客観的な検査法が確立していない「統合失調症」
名古屋大学は4月19日、統合失調症患者と健常者の末梢血液からヒトリンパ芽球様細胞株を作製して、タンパク質の発現変化を網羅的に解析した結果、統合失調症のバイオマーカー候補となるタンパク質を複数同定、最適な組み合わせを検証し、タンパク質の発現量を測定して4および6因子から成る予測モデルを作成したと発表した。この研究は、同大大学院医学系研究科 精神医学・親と子どもの心療学分野の尾崎紀夫教授、國本正子客員研究者、アレクシッチ ブランコ准教授(責任著者)、医療薬学講座の永井拓准教授らの研究グループが、名城大学薬学部の野田幸裕教授、吉見陽助教、山田真之亮研究員の研究グループと共同で行ったもの。研究成果は、国際科学誌「Translational Psychiatry」オンライン版に掲載されている。
画像はリリースより
統合失調症は、発症してから治療開始までの期間が長いほど治療効果が十分に発揮されず、社会的な機能が低下してしまうため、早期に治療を開始することが重要とされている。一方、統合失調症は脳の機能障害を原因とする疾患であり、脳内の分子レベルの変化を評価することが困難なため、客観的な検査法は確立していない。
そのため、診断も医師の問診や、患者の訴えをもとにした症候学に基づいて行われることから、症状がはっきりしない発症早期には診断や治療導入が遅れることがあり、結果として治療に難渋することが少なくない。
バイオマーカーの実用化に期待
そこで研究グループは、統合失調症バイオマーカーを探索するため、統合失調症患者と健常者からリンパ芽球様細胞株を作製して、タンパク質の網羅的発現解析を実施。その結果、統合失調症において発現変化が認められたタンパク質を22種類同定し、8種類(MX1、GLRX3、UROD、GART、MAPRE1、TBCB、HSPA4L、IGHM)についてタンパク質の発現変化を再確認した。そのうち、4因子(MX1、GLRX3、UROD、GART)および6因子(MX1、GLRX3、UROD、GART、MAPRE1、TBCB)から成る統合失調症予測モデルを作成。同定されたタンパク質は、神経炎症や免疫系の調節異常などの統合失調症の分子病態と関連していること、疾患モデルマウスの脳内で炎症関連遺伝子の発現が変化していたことから、病態生理を反映している可能性があるという。
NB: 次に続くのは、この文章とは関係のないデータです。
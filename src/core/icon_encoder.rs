//! Icon thumbnails: raw RGBA pixels from the platform, scaled to a fixed
//! square, PNG-encoded and returned as a base64 data URI.
//!
//! Pixel work runs on tokio's blocking pool.

use std::io::Cursor;
use std::sync::Arc;

use anyhow::Context;
use async_trait::async_trait;
use base64::Engine as _;
use image::imageops::FilterType;
use image::{DynamicImage, ImageOutputFormat, RgbaImage};

use crate::config::{ICON_DATA_URI_PREFIX, ICON_SIZE_PX};
use crate::platform::IconEncoder;

/// Decoded application icon, 8-bit RGBA, row-major.
#[derive(Debug, Clone, PartialEq, Eq)]
pub struct RgbaIcon {
    pub width: u32,
    pub height: u32,
    pub pixels: Vec<u8>,
}

/// Platform hook that rasterizes a package's icon.
pub trait IconSource: Send + Sync + 'static {
    /// `Ok(None)` when the package has no icon. May block.
    fn load(&self, package_id: &str) -> anyhow::Result<Option<RgbaIcon>>;
}

/// [`IconEncoder`] producing `data:image/png;base64,...` thumbnails.
pub struct PngIconEncoder<S> {
    source: Arc<S>,
    size: u32,
}

impl<S: IconSource> PngIconEncoder<S> {
    pub fn new(source: S) -> Self {
        Self {
            source: Arc::new(source),
            size: ICON_SIZE_PX,
        }
    }
}

#[async_trait]
impl<S: IconSource> IconEncoder for PngIconEncoder<S> {
    async fn encode(&self, package_id: &str) -> anyhow::Result<Option<String>> {
        let source = Arc::clone(&self.source);
        let package_id = package_id.to_string();
        let size = self.size;

        tokio::task::spawn_blocking(move || -> anyhow::Result<Option<String>> {
            let Some(icon) = source.load(&package_id)? else {
                return Ok(None);
            };
            let png = encode_thumbnail(icon, size)
                .with_context(|| format!("encoding icon for {package_id}"))?;
            Ok(Some(build_png_data_uri(&png)))
        })
        .await
        .context("icon encoding task failed")?
    }
}

/// Scale `icon` to `size`×`size` and encode as PNG.
fn encode_thumbnail(icon: RgbaIcon, size: u32) -> anyhow::Result<Vec<u8>> {
    let RgbaIcon {
        width,
        height,
        pixels,
    } = icon;
    if width == 0 || height == 0 {
        anyhow::bail!("icon has zero dimensions ({width}x{height})");
    }
    let image = RgbaImage::from_raw(width, height, pixels)
        .with_context(|| format!("pixel buffer too small for {width}x{height} RGBA"))?;

    let scaled = if width == size && height == size {
        image
    } else {
        image::imageops::resize(&image, size, size, FilterType::Triangle)
    };

    let mut png = Cursor::new(Vec::new());
    DynamicImage::ImageRgba8(scaled).write_to(&mut png, ImageOutputFormat::Png)?;
    Ok(png.into_inner())
}

fn build_png_data_uri(png: &[u8]) -> String {
    let encoded = base64::engine::general_purpose::STANDARD.encode(png);
    format!("{ICON_DATA_URI_PREFIX}{encoded}")
}
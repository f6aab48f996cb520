//! Request surface, organized by functional domain.
//!
//! - `usage`: per-app report and device-wide totals
//! - `system`: usage-access permission check and settings navigation
//! - `reporting`: upload payloads for the reporting server
//! - `logic`: Pure business logic functions (unit-testable)
//! - `state`: Shared `AppState` definition

pub mod logic;
pub mod reporting;
mod state;
pub mod system;
pub mod usage;

pub use reporting::{prepare_per_process_report, prepare_total_usage_report, PerProcessUpload};
pub use state::AppState;
pub use system::{has_usage_access_permission, open_usage_access_settings};
pub use usage::{get_app_network_usage, get_total_network_usage};
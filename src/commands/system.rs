//! Permission commands.

use super::state::AppState;

/// Whether the usage-access permission is currently granted.
pub fn has_usage_access_permission(state: &AppState) -> bool {
    state.aggregator.permissions().has_usage_access()
}

/// Open the OS usage-access settings screen. Fire-and-forget: failures are logged.
pub fn open_usage_access_settings(state: &AppState) {
    match state.aggregator.permissions().open_usage_access_settings() {
        Ok(()) => tracing::debug!("Opened usage access settings"),
        Err(e) => tracing::warn!("Failed to open usage access settings: {e:#}"),
    }
}
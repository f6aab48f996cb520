pub mod commands;
pub mod config;
pub mod core;
pub mod error;
pub mod platform;

pub use crate::commands::AppState;
pub use crate::config::AggregatorConfig;
pub use crate::core::{Period, TimeWindow, TotalUsageSummary, UsageAggregator, UsageReport};
pub use crate::error::AppError;

/// Install the log subscriber and a panic hook that logs before unwinding.
///
/// Filter comes from `RUST_LOG`, defaulting to `packetmeter=info`. Only the
/// first call has any effect.
pub fn init_tracing() {
    static INIT: std::sync::Once = std::sync::Once::new();

    INIT.call_once(|| {
        let default_hook = std::panic::take_hook();
        std::panic::set_hook(Box::new(move |info| {
            tracing::error!("PANIC in PacketMeter: {info}");
            default_hook(info);
        }));

        let installed = tracing_subscriber::fmt()
            .with_env_filter(
                tracing_subscriber::EnvFilter::try_from_default_env()
                    .unwrap_or_else(|_| "packetmeter=info".into()),
            )
            .try_init();

        match installed {
            Ok(()) => tracing::info!("PacketMeter usage engine initialized"),
            Err(e) => tracing::debug!("Keeping existing tracing subscriber: {e}"),
        }
    });
}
今回の研究は、末梢血液から作製したリンパ芽球様細胞株において同定された統合失調症バイオマーカー候補が、中枢の分子病態を反映している可能性の一端を示した成果であり、病態生理に基づく診断法の開発や発症メカニズムの解明の手がかりになると考えられる。
研究グループは、「今後、バイオマーカー候補と病態生理との関連性を明らかにするとともに、汎用性の高い血液検査への応用を検討することにより、客観的な指標を用いた診断法の社会実現が期待される」と、述べている。